Blockchain technology

Blockchain – or distributed ledger technology – replaces the centralised transaction database with a decentralised, distributed digital ledger where each and every transaction flowing through it is independently verified against other ledgers maintained by different parties, in different locations. In this way, the record of any single transaction cannot be altered without changing all subsequent transactions or “blocks” that are chained together across the entire distributed ledger. It is this immutability that ensures the reliability of the information stored on the chain.

The GDPR gives data subjects the right to request that their personal data is either rectified or deleted altogether. For blockchain projects that involve the storage of personal data, these legal rights do not mix well with the new technology. Drafted on the assumption that there will always be centralised services controlling access rights to the user’s data, the GDPR fails to take into account how a permissionless blockchain works. Ultimately, this may mean that blockchain technology cannot be used for the processing of personal data without potentially falling foul of the GDPR.

Interestingly, blockchain technology provides its own potential solution to this problem by allowing personal data to be kept off the various ledgers altogether. It does this by replacing the personal data with an encrypted reference to it – a “hash.” These hashes, or digital fingerprints, prove that the data exists, but without the data itself appearing on the chain.

Problem solved? Unfortunately not. The GDPR draws an unhelpful distinction between pseudonymised and anonymised data. Pseudonymisation occurs where personal data is subjected to technological measures (like hashing or encryption) so that it no longer directly identifies an individual without the use of additional information. Anonymisation on the other hand, results from processing personal data in order to irreversibly prevent identification. As such, anonymised personal data falls outside the scope of the GDPR, whereas pseudonymised data – including hashed data – does not.

Unlawful algorithms

Social media sites and search engines specialise in algorithms that allow them to target advertisements at users. However, the way those algorithms work makes all the difference and reveals an unintended consequence of the GDPR’s drafting.

Take the example of Bob. Bob decides to buy a new car by doing all of his research using an internet search engine. He then posts details of his new purchase on social media. The algorithms for Bob’s social media site correctly profile Bob as someone who is likely to buy car products or access car-related services in the future. Bob will therefore start to see targeted adverts on his social media page. Following his hours of online research for a new car, the algorithms used by his chosen search engine reach the same conclusion and Bob will also start to see some of those same adverts each time he goes online. While the resulting adverts Bob receives may be the same, the way the algorithms achieve this result is very different.

Social media algorithms target adverts by knowing who you are, whereas search engines target adverts by knowing what you are searching for. The who versus what dichotomy is therefore critical under the GDPR. Social media sites know which adverts to show Bob because they analyse his profile and hold personal data about him. The algorithms for most search engines, on the other hand, look only at what Bob searched for. The only data those engines need to target their advertising to Bob is to know that somebody in a particular geographic area used the search term “new car.” The engines have no idea that it was Bob searching for a new car, just that someone did. Search engines can therefore ignore personal data and still achieve the same algorithmic precision, social media sites cannot.

Should Bob be required to give his consent to this use of his data before it is used in this way? Under the GDPR, arguably yes, but only for the way the social media site uses his data. Bob has no ability to stop his chosen search engine using the data it holds because that data is not considered “personal data.”

Artificial intelligence

Artificial intelligence relies on machine learning, but for machines to learn, they need to crunch data, and lots of it. The GDPR makes it more difficult for those machines to get the data in the first place and once they have the data, rights granted to data subjects under the GDPR could also make it difficult for companies to reap the full benefits of machine learning.
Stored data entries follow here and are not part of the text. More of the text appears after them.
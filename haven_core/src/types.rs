//! Core domain types for Haven.
//!
//! This module defines the fundamental types used throughout the system:
//! - Coping techniques and their categories
//! - Matcher suggestions
//! - Mood and technique-usage records
//! - The personal safety plan

use chrono::{DateTime, NaiveDate, Utc};
use serde::{Deserialize, Serialize};
use std::fmt;
use std::str::FromStr;

// ============================================================================
// Technique Types
// ============================================================================

/// Category a coping technique belongs to.
///
/// Variant order is the taxonomy's enumeration order and is relied on by the
/// matcher for tie-breaking.
#[derive(Clone, Copy, Debug, Serialize, Deserialize, PartialEq, Eq, Hash, PartialOrd, Ord)]
#[serde(rename_all = "snake_case")]
pub enum TechniqueCategory {
    Grounding,
    DistressTolerance,
    EmotionRegulation,
    Interpersonal,
    Mindfulness,
    Cognitive,
}

impl TechniqueCategory {
    /// All categories in enumeration order
    pub const ALL: [TechniqueCategory; 6] = [
        TechniqueCategory::Grounding,
        TechniqueCategory::DistressTolerance,
        TechniqueCategory::EmotionRegulation,
        TechniqueCategory::Interpersonal,
        TechniqueCategory::Mindfulness,
        TechniqueCategory::Cognitive,
    ];

    /// Storage name, e.g. `distress_tolerance`
    pub fn as_str(&self) -> &'static str {
        match self {
            TechniqueCategory::Grounding => "grounding",
            TechniqueCategory::DistressTolerance => "distress_tolerance",
            TechniqueCategory::EmotionRegulation => "emotion_regulation",
            TechniqueCategory::Interpersonal => "interpersonal",
            TechniqueCategory::Mindfulness => "mindfulness",
            TechniqueCategory::Cognitive => "cognitive",
        }
    }

    /// Human-readable name, e.g. `Distress Tolerance`
    pub fn display_name(&self) -> &'static str {
        match self {
            TechniqueCategory::Grounding => "Grounding",
            TechniqueCategory::DistressTolerance => "Distress Tolerance",
            TechniqueCategory::EmotionRegulation => "Emotion Regulation",
            TechniqueCategory::Interpersonal => "Interpersonal",
            TechniqueCategory::Mindfulness => "Mindfulness",
            TechniqueCategory::Cognitive => "Cognitive",
        }
    }
}

impl fmt::Display for TechniqueCategory {
    fn fmt(&self, f: &mut fmt::Formatter<'_>) -> fmt::Result {
        f.write_str(self.as_str())
    }
}

impl FromStr for TechniqueCategory {
    type Err = crate::Error;

    fn from_str(s: &str) -> crate::Result<Self> {
        let normalized = s.trim().to_lowercase().replace(['-', ' '], "_");
        TechniqueCategory::ALL
            .iter()
            .copied()
            .find(|c| c.as_str() == normalized)
            .ok_or_else(|| crate::Error::Other(format!("Unknown technique category: {}", s)))
    }
}

/// A coping technique from the static taxonomy
#[derive(Clone, Debug, Serialize, Deserialize, PartialEq, Eq)]
pub struct Technique {
    pub name: String,
    pub description: String,
    pub example: String,
    /// Lower-case match terms; a keyword may span several words
    pub keywords: Vec<String>,
}

/// A technique returned by the matcher, annotated with its category and score
#[derive(Clone, Debug, Serialize, PartialEq, Eq)]
pub struct Suggestion {
    #[serde(flatten)]
    pub technique: Technique,
    pub category: TechniqueCategory,
    pub score: u32,
}

// ============================================================================
// Journal Records
// ============================================================================

/// Self-reported mood on a five-point scale
#[derive(Clone, Copy, Debug, PartialEq, Eq, Hash)]
pub enum Mood {
    Terrible,
    Poor,
    Okay,
    Good,
    Excellent,
}

impl Mood {
    /// All moods, best first (the order they are offered in)
    pub const ALL: [Mood; 5] = [
        Mood::Excellent,
        Mood::Good,
        Mood::Okay,
        Mood::Poor,
        Mood::Terrible,
    ];

    pub fn value(&self) -> u8 {
        match self {
            Mood::Terrible => 1,
            Mood::Poor => 2,
            Mood::Okay => 3,
            Mood::Good => 4,
            Mood::Excellent => 5,
        }
    }

    pub fn name(&self) -> &'static str {
        match self {
            Mood::Terrible => "Terrible",
            Mood::Poor => "Poor",
            Mood::Okay => "Okay",
            Mood::Good => "Good",
            Mood::Excellent => "Excellent",
        }
    }

    pub fn from_value(value: u8) -> Option<Mood> {
        Mood::ALL.iter().copied().find(|m| m.value() == value)
    }
}

impl FromStr for Mood {
    type Err = crate::Error;

    /// Accepts either the mood name (any case) or its 1-5 value
    fn from_str(s: &str) -> crate::Result<Self> {
        let s = s.trim();
        if let Ok(value) = s.parse::<u8>() {
            return Mood::from_value(value)
                .ok_or_else(|| crate::Error::Validation(format!("Mood must be 1-5, got {}", value)));
        }
        Mood::ALL
            .iter()
            .copied()
            .find(|m| m.name().eq_ignore_ascii_case(s))
            .ok_or_else(|| crate::Error::Validation(format!("Unknown mood: {}", s)))
    }
}

/// A logged mood entry as persisted under `mood_logs`
#[derive(Clone, Debug, Serialize, Deserialize, PartialEq)]
pub struct MoodEntry {
    pub mood: u8,
    pub mood_name: String,
    #[serde(default)]
    pub notes: String,
    pub timestamp: DateTime<Utc>,
    /// Local calendar day, see [`day_string`]
    pub date: String,
}

/// A logged use of a technique as persisted under `technique_usage`
#[derive(Clone, Debug, Serialize, Deserialize, PartialEq)]
pub struct TechniqueUsage {
    pub technique: String,
    pub category: TechniqueCategory,
    pub timestamp: DateTime<Utc>,
    pub date: String,
    /// 1-5 rating, if the user gave one
    #[serde(default)]
    pub effectiveness: Option<u8>,
}

// ============================================================================
// Safety Plan
// ============================================================================

/// Personal safety plan, one free-text field per section
#[derive(Clone, Debug, Serialize, Deserialize, Default, PartialEq, Eq)]
pub struct SafetyPlan {
    #[serde(default)]
    pub warning_signs: String,
    #[serde(default)]
    pub coping_strategies: String,
    #[serde(default)]
    pub social_contacts: String,
    #[serde(default)]
    pub professional_contacts: String,
    #[serde(default)]
    pub environment_safety: String,
    #[serde(default)]
    pub reasons_to_live: String,
}

/// Addressable section of a [`SafetyPlan`]
#[derive(Clone, Copy, Debug, PartialEq, Eq)]
pub enum SafetyPlanSection {
    WarningSigns,
    CopingStrategies,
    SocialContacts,
    ProfessionalContacts,
    EnvironmentSafety,
    ReasonsToLive,
}

impl SafetyPlanSection {
    pub const ALL: [SafetyPlanSection; 6] = [
        SafetyPlanSection::WarningSigns,
        SafetyPlanSection::CopingStrategies,
        SafetyPlanSection::SocialContacts,
        SafetyPlanSection::ProfessionalContacts,
        SafetyPlanSection::EnvironmentSafety,
        SafetyPlanSection::ReasonsToLive,
    ];

    pub fn key(&self) -> &'static str {
        match self {
            SafetyPlanSection::WarningSigns => "warning_signs",
            SafetyPlanSection::CopingStrategies => "coping_strategies",
            SafetyPlanSection::SocialContacts => "social_contacts",
            SafetyPlanSection::ProfessionalContacts => "professional_contacts",
            SafetyPlanSection::EnvironmentSafety => "environment_safety",
            SafetyPlanSection::ReasonsToLive => "reasons_to_live",
        }
    }

    pub fn title(&self) -> &'static str {
        match self {
            SafetyPlanSection::WarningSigns => "Warning Signs",
            SafetyPlanSection::CopingStrategies => "Coping Strategies",
            SafetyPlanSection::SocialContacts => "Social Support",
            SafetyPlanSection::ProfessionalContacts => "Professional Contacts",
            SafetyPlanSection::EnvironmentSafety => "Environment Safety",
            SafetyPlanSection::ReasonsToLive => "Reasons for Living",
        }
    }
}

impl FromStr for SafetyPlanSection {
    type Err = crate::Error;

    fn from_str(s: &str) -> crate::Result<Self> {
        let normalized = s.trim().to_lowercase().replace(['-', ' '], "_");
        SafetyPlanSection::ALL
            .iter()
            .copied()
            .find(|section| section.key() == normalized)
            .ok_or_else(|| crate::Error::Other(format!("Unknown safety plan section: {}", s)))
    }
}

impl SafetyPlan {
    pub fn section(&self, section: SafetyPlanSection) -> &str {
        match section {
            SafetyPlanSection::WarningSigns => &self.warning_signs,
            SafetyPlanSection::CopingStrategies => &self.coping_strategies,
            SafetyPlanSection::SocialContacts => &self.social_contacts,
            SafetyPlanSection::ProfessionalContacts => &self.professional_contacts,
            SafetyPlanSection::EnvironmentSafety => &self.environment_safety,
            SafetyPlanSection::ReasonsToLive => &self.reasons_to_live,
        }
    }

    pub fn set_section(&mut self, section: SafetyPlanSection, text: String) {
        let slot = match section {
            SafetyPlanSection::WarningSigns => &mut self.warning_signs,
            SafetyPlanSection::CopingStrategies => &mut self.coping_strategies,
            SafetyPlanSection::SocialContacts => &mut self.social_contacts,
            SafetyPlanSection::ProfessionalContacts => &mut self.professional_contacts,
            SafetyPlanSection::EnvironmentSafety => &mut self.environment_safety,
            SafetyPlanSection::ReasonsToLive => &mut self.reasons_to_live,
        };
        *slot = text;
    }

    pub fn is_empty(&self) -> bool {
        SafetyPlanSection::ALL
            .iter()
            .all(|s| self.section(*s).trim().is_empty())
    }
}

// ============================================================================
// Catalog Type
// ============================================================================

/// The complete technique taxonomy, categories and techniques in enumeration order
#[derive(Clone, Debug)]
pub struct TechniqueCatalog {
    pub categories: Vec<(TechniqueCategory, Vec<Technique>)>,
}

// ============================================================================
// Calendar Days
// ============================================================================

/// Calendar-day string used as the per-day key for records and reminders,
/// e.g. `Mon Nov 10 2025`.
pub fn day_string(date: NaiveDate) -> String {
    date.format("%a %b %d %Y").to_string()
}

#[cfg(test)]
mod tests {
    use super::*;

    #[test]
    fn test_category_parse_accepts_variants() {
        assert_eq!(
            "distress-tolerance".parse::<TechniqueCategory>().unwrap(),
            TechniqueCategory::DistressTolerance
        );
        assert_eq!(
            "Emotion Regulation".parse::<TechniqueCategory>().unwrap(),
            TechniqueCategory::EmotionRegulation
        );
        assert!("breathing".parse::<TechniqueCategory>().is_err());
    }

    #[test]
    fn test_category_serializes_snake_case() {
        let json = serde_json::to_string(&TechniqueCategory::DistressTolerance).unwrap();
        assert_eq!(json, "\"distress_tolerance\"");
    }

    #[test]
    fn test_mood_parse() {
        assert_eq!("good".parse::<Mood>().unwrap(), Mood::Good);
        assert_eq!("1".parse::<Mood>().unwrap(), Mood::Terrible);
        assert!("6".parse::<Mood>().is_err());
        assert!("meh".parse::<Mood>().is_err());
    }

    #[test]
    fn test_safety_plan_sections() {
        let mut plan = SafetyPlan::default();
        assert!(plan.is_empty());

        let section: SafetyPlanSection = "reasons-to-live".parse().unwrap();
        plan.set_section(section, "My dog".into());

        assert_eq!(plan.reasons_to_live, "My dog");
        assert_eq!(plan.section(SafetyPlanSection::ReasonsToLive), "My dog");
        assert!(!plan.is_empty());
    }

    #[test]
    fn test_day_string_format() {
        let date = NaiveDate::from_ymd_opt(2025, 11, 10).unwrap();
        assert_eq!(day_string(date), "Mon Nov 10 2025");

        let date = NaiveDate::from_ymd_opt(2025, 3, 4).unwrap();
        assert_eq!(day_string(date), "Tue Mar 04 2025");
    }

    #[test]
    fn test_suggestion_serializes_flat() {
        let suggestion = Suggestion {
            technique: Technique {
                name: "Box Breathing".into(),
                description: "d".into(),
                example: "e".into(),
                keywords: vec!["panic".into()],
            },
            category: TechniqueCategory::Grounding,
            score: 1,
        };
        let value = serde_json::to_value(&suggestion).unwrap();
        assert_eq!(value["name"], "Box Breathing");
        assert_eq!(value["category"], "grounding");
        assert_eq!(value["score"], 1);
    }
}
The volume of data available for machine learning is not a problem, but under the GDPR, using that data lawfully often will be. This is because those developing machine learning will often be data processors rather than data controllers. Data processors are not permitted to decide for themselves how personal data is used, they can only use the data as directed to do so by the data controller and with the consent of the data subject.

Assuming consent is obtained and the machines learn from the data they consume, the output those machines then generate may also be restricted by the GDPR. This is because data subjects have a right under the GDPR not to be subject to a decision based solely on automated processing if that decision significantly affects the data subject. In other words, much of the ability to allow machines to make automated decisions will be linked to how those decisions affect our lives. Automated decisions about our shopping habits will probably be fine but automated decisions which determine a career promotion or mortgage application are likely to be challenged in the future.

Conclusion

With the GDPR now in force, not only is the long arm of EU data protection law reaching beyond the EU’s borders, potentially it is also impacting our use of new technologies.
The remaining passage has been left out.